Your point on owning a house; "didnt want to do" the services listed above may be misleading.  I dont think its a case of people dont want to do this.  Its more about not being able to afford to do it .  It doesn't cost anything to keep your place clean and you can control and manage the costs yourself and you most certainly would pay someone to do it if you had financial problems if it was your house.  Agents dont look for the best quotes as they get commission, so the higher the quote for say block insurance the higher their commission.  I dont think the fear is about others getting more benifit, the fear is not being able to pay an unregulated industry to provide what is normally as poor service at a premium rate and if you dont pay it, well, your pretty much done for. Without straying too far from the thread topic, KAZZA was saying that he is still being charged for services that he/she is not getting.  And its true.  If the agent says there is not sufficient funds to do x then sure to god x must be removed from the bill!!!!  I have, and always will have a problem with this industry but I'm lucky as I still have a job and can pay my fees.  My only regret is for those who cant.  Other resdients who can pay turn on those who cant without knowing what goes on behind closed doors because they know that their investment/home will become compromised as a result of someone defaulting on their fees.  Regulation is the the key, regulation is what is needed with more protection for people who cant pay with added security for those who do and measures for those who blatantly wont!  The can, cants and wonts are three different breeds  but if your not getting something why should you pay for it?


----------



## round1 (11 Nov 2009)

Have you attended any AGM in the past three years?. I presume other residents must share your complaints.


----------



## purpeller (11 Nov 2009)

orionstar21 said:


> Im not a non-payer as I have a job but I feel for those who dont have a job, they will be chased by all sorts, debt collectors, banks and mangement agents



I don't understand this statement.  Regardless of your employment status, a management company should pursue non-payment of fees.  In my development, this year, court proceedings were issued against every owner who had arrears and not made arrangements to pay them.



orionstar21 said:


> I always say, when will we stand up to this corrupt system, when your fees are 5k per year? 10K?,,.... you get the picture, I was trying to make a stance before then. People will need to get used to seeing additional charges added to the mix alongside the list of services they are not gettting. Also, when a management company doesn't have the funds to pay for the services surely there must be a reduction? I mean they are obviously not paying them but yet the bills are still there, makes no sense.
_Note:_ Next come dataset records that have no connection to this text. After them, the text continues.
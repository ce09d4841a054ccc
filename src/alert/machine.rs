//! Alert state machine — latch ownership and per-cycle transition rule.
//!
//! States mirror [`Severity`]: NORMAL, WARNING, CRITICAL. There is no
//! terminal state; the machine is re-entered every polling cycle and NORMAL
//! is both the initial and a recurring steady state.
//!
//! Transition rule per cycle:
//! 1. Apply an [`Evaluation`] (produced by [`evaluate`](super::evaluate)).
//! 2. Anything fired → severity = max over *fired* severities, compose one
//!    message with a clause per firing, request the buzzer on CRITICAL.
//! 3. Nothing fired but a latch still active (cooldown, comparison still
//!    true) → severity holds, no notification.
//! 4. Nothing fired, nothing active → NORMAL.
//!
//! Cooldown timestamps are written here, before any notifier I/O happens —
//! an unreachable notifier therefore never rolls a firing back.

use log::{info, warn};

use super::conditions::Evaluation;
use super::message::{AlertClause, AlertMessage};
use super::{ConditionId, ConditionState, Severity};

/// What one evaluation cycle decided.
#[derive(Debug, Clone, Default)]
pub struct CycleOutcome {
    /// Severity after this cycle.
    pub severity: Severity,
    /// Composed notification for this cycle's firings, if any fired.
    pub message: Option<AlertMessage>,
    /// The buzzer should be armed (CRITICAL firing this cycle).
    pub arm_buzzer: bool,
}

/// Owns the per-condition latch table and the current severity.
pub struct AlertStateMachine {
    states: [ConditionState; ConditionId::COUNT],
    severity: Severity,
}

impl AlertStateMachine {
    pub fn new() -> Self {
        Self {
            states: [ConditionState::default(); ConditionId::COUNT],
            severity: Severity::Normal,
        }
    }

    /// Apply one cycle's evaluation, mutating latches and severity.
    pub fn apply(&mut self, eval: &Evaluation, now_ms: u64) -> CycleOutcome {
        for &id in &eval.cleared {
            self.states[id as usize].active = false;
            info!("condition cleared: {:?}", id);
        }

        if eval.fired.is_empty() {
            if !self.any_active() {
                self.severity = Severity::Normal;
            }
            // Otherwise: hold severity through the cooldown window.
            return CycleOutcome {
                severity: self.severity,
                message: None,
                arm_buzzer: false,
            };
        }

        let mut message = AlertMessage::default();
        let mut new_severity = Severity::Normal;

        // Severity merge happens after every condition is applied — a later
        // lower-severity firing must not mask an earlier higher one.
        for firing in &eval.fired {
            let state = &mut self.states[firing.id as usize];
            state.active = true;
            state.last_triggered_at = now_ms;

            new_severity = new_severity.max(firing.severity);
            let _ = message.clauses.push(AlertClause {
                id: firing.id,
                value: firing.value,
            });
        }

        self.severity = new_severity;
        warn!(
            "alert triggered: {} condition(s), severity {}",
            eval.fired.len(),
            new_severity
        );

        CycleOutcome {
            severity: new_severity,
            message: Some(message),
            arm_buzzer: new_severity == Severity::Critical,
        }
    }

    /// Current severity tier.
    pub fn severity(&self) -> Severity {
        self.severity
    }

    /// Latch state for one condition.
    pub fn state(&self, id: ConditionId) -> ConditionState {
        self.states[id as usize]
    }

    /// Snapshot of the whole latch table (for the evaluator).
    pub fn states(&self) -> &[ConditionState; ConditionId::COUNT] {
        &self.states
    }

    /// True if any condition is currently latched.
    pub fn any_active(&self) -> bool {
        self.states.iter().any(|s| s.active)
    }
}

impl Default for AlertStateMachine {
    fn default() -> Self {
        Self::new()
    }
}
//! Frame synchronizer — marker scan and bounded reassembly.
//!
//! The PMS5003 streams frames continuously, so after a dropped byte the
//! reader is mid-frame with no alignment. The synchronizer scans the byte
//! stream for the `0x42 0x4D` marker pair one byte at a time (a lone `0x42`
//! inside payload data must not be mistaken for a frame start), then waits —
//! bounded by the configured timeout — for the 30-byte remainder before
//! handing the full buffer to [`ParticulateFrame::decode`].
//!
//! The synchronizer itself holds no reading state; given identical byte
//! streams it produces identical results.

use crate::error::FrameError;

use super::{ParticulateFrame, FRAME_LEN, MARKER_HI, MARKER_LO};

/// A readable serial byte stream with a bounded wait primitive.
///
/// `wait_for` blocks (implementation-defined: spin, poll, or not at all for
/// in-memory sources) until at least `count` bytes are buffered or
/// `budget_ms` elapses, returning whether the bytes arrived.
pub trait ByteSource {
    /// Bytes currently buffered and readable without waiting.
    fn available(&self) -> usize;

    /// Look at the next byte without consuming it.
    fn peek(&mut self) -> Option<u8>;

    /// Consume and return the next byte.
    fn read_byte(&mut self) -> Option<u8>;

    /// Wait until `count` bytes are available or the budget expires.
    fn wait_for(&mut self, count: usize, budget_ms: u32) -> bool;
}

/// Scans a [`ByteSource`] for valid particulate frames.
pub struct FrameSynchronizer {
    timeout_ms: u32,
}

impl FrameSynchronizer {
    pub fn new(timeout_ms: u32) -> Self {
        Self { timeout_ms }
    }

    /// Extract the next valid frame from the stream.
    ///
    /// Consumes bytes up to and including the frame (or the garbage
    /// preceding a failure). Never exposes decoded values on any error
    /// path — callers keep their last-known-good reading.
    pub fn parse_next(&self, src: &mut impl ByteSource) -> Result<ParticulateFrame, FrameError> {
        loop {
            // 1. Discard until the first marker byte.
            match src.peek() {
                None => return Err(FrameError::NoStartMarker),
                Some(MARKER_HI) => {}
                Some(_) => {
                    let _ = src.read_byte();
                    continue;
                }
            }
            let _ = src.read_byte(); // consume 0x42

            // 2. Confirm the second marker. On mismatch keep scanning from
            //    the byte we just peeked — it may itself be a 0x42.
            match src.peek() {
                None => return Err(FrameError::NoStartMarker),
                Some(MARKER_LO) => {
                    let _ = src.read_byte();
                }
                Some(_) => continue,
            }

            // 3. Bounded wait for the 30-byte remainder.
            let body_len = FRAME_LEN - 2;
            if !src.wait_for(body_len, self.timeout_ms) {
                log::warn!(
                    "PMS frame incomplete: only {} of {} body bytes",
                    src.available(),
                    body_len
                );
                return Err(FrameError::Incomplete);
            }

            let mut buf = [0u8; FRAME_LEN];
            buf[0] = MARKER_HI;
            buf[1] = MARKER_LO;
            for slot in buf.iter_mut().skip(2) {
                // wait_for guaranteed availability
                *slot = src.read_byte().ok_or(FrameError::Incomplete)?;
            }

            // 4–6. Length, checksum, and plausibility checks.
            return ParticulateFrame::decode(&buf);
        }
    }
}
You're missing the point - they don't have funds to pay for services because people are not paying their charges, which they agreed to pay in a legal document.

A reduction in charges can only happen if there surplus cash.  How could there ever be extra money if people withhold their service charge?

Each owner is of course entitled to see where and how this money is spent, both in a budget and then an annual report.  If you don't get these things, get involved, change the agent, make things better.  Don't presume someone else will do it, or worse, that no one will do and that you have some sort of moral right to ignore it.


----------



## orionstar21 (12 Nov 2009)

Purpeller



purpeller said:


> I don't understand this statement. Regardless of your employment status, a management company should pursue non-payment of fees. In my development, this year, court proceedings were issued against every owner who had arrears and not made arrangements to pay them.
> .


 
Lets try keep this as diplomatic as possible 

Do you mean your the developer/agent or are you speaking from a member of the management company (resident). In our place (I'm a resident), draft court procedings were issued to the district court but I suppose your right. It doesnt matter about your employment status. I think its best to reposess the house and fling a family onto the streets in order for the management company to survive. Lets call a spade a spade here people are not paying for three main reasons and 3 reasons only 
1-they are being legally robbed. I dont care who you are or what you say, how you bend and shape it, people are being robbed. End of Story, FULL STOP. You even feel robbed when you pay it.
2-The Agent is not doing their job. As they are untouchable they dont really care, they'll get paid anyway.
3-they dont have it, why because of their employment status which 
influences the financial abiltiy to pay. How can you write down regardless of anyones employment status? How do you expect them to pay?



purpeller said:


> You're missing the point - they don't have funds to pay for services because people are not paying their charges, which they agreed to pay in a legal document.
> .


 
I dont believe I am missing any point. The legal document that you refer to is as comprehensible as the old testament written by a left handed two year old in Hebrew. I couldn't understand a word of it. Why? Because they dont want you to, simple. Were not idiots, we are being exploited. 
Kazzaa wasnt saying they dont have funds to pay for services, he's saying that he is paying for services that are not being done.



purpeller said:


> A reduction in charges can only happen if there surplus cash. How could there ever be extra money if people withhold their service charge?
> .


 
I disagree, ther are plenty of reductions that can be made to CREATE a surplus of cash in the sinking fund. Energy saving light bulbs, lights that only come on with sensors, Solar, shop around for cheaper block insurance, shop around for a cheaper window cleaner,gardner, security lift repair service, gates maintenance contracts, switch from ESB to AirTricity etc.. Apartment blocks have devalued so the insurance must reflect that I think. But this is only if the agent is bothered but I suppose its just easier to harrass the residence and put their feet up.



purpeller said:


> Each owner is of course entitled to see where and how this money is spent, both in a budget and then an annual report. If you don't get these things, get involved, change the agent, make things better. Don't presume someone else will do it, or worse, that no one will do and that you have some sort of moral right to ignore it.


 
Keeping this conversation smooth I will have to say that this part really grinds my gears. People are to pay a fee then get involved and clean their own windows, cut their own grass. In our complex our fees are up to 1700 p.a and the residents are going around fitting light bulbs supplied by the agent. Call me old fashioned but I know when someone is taking the complete proverbial.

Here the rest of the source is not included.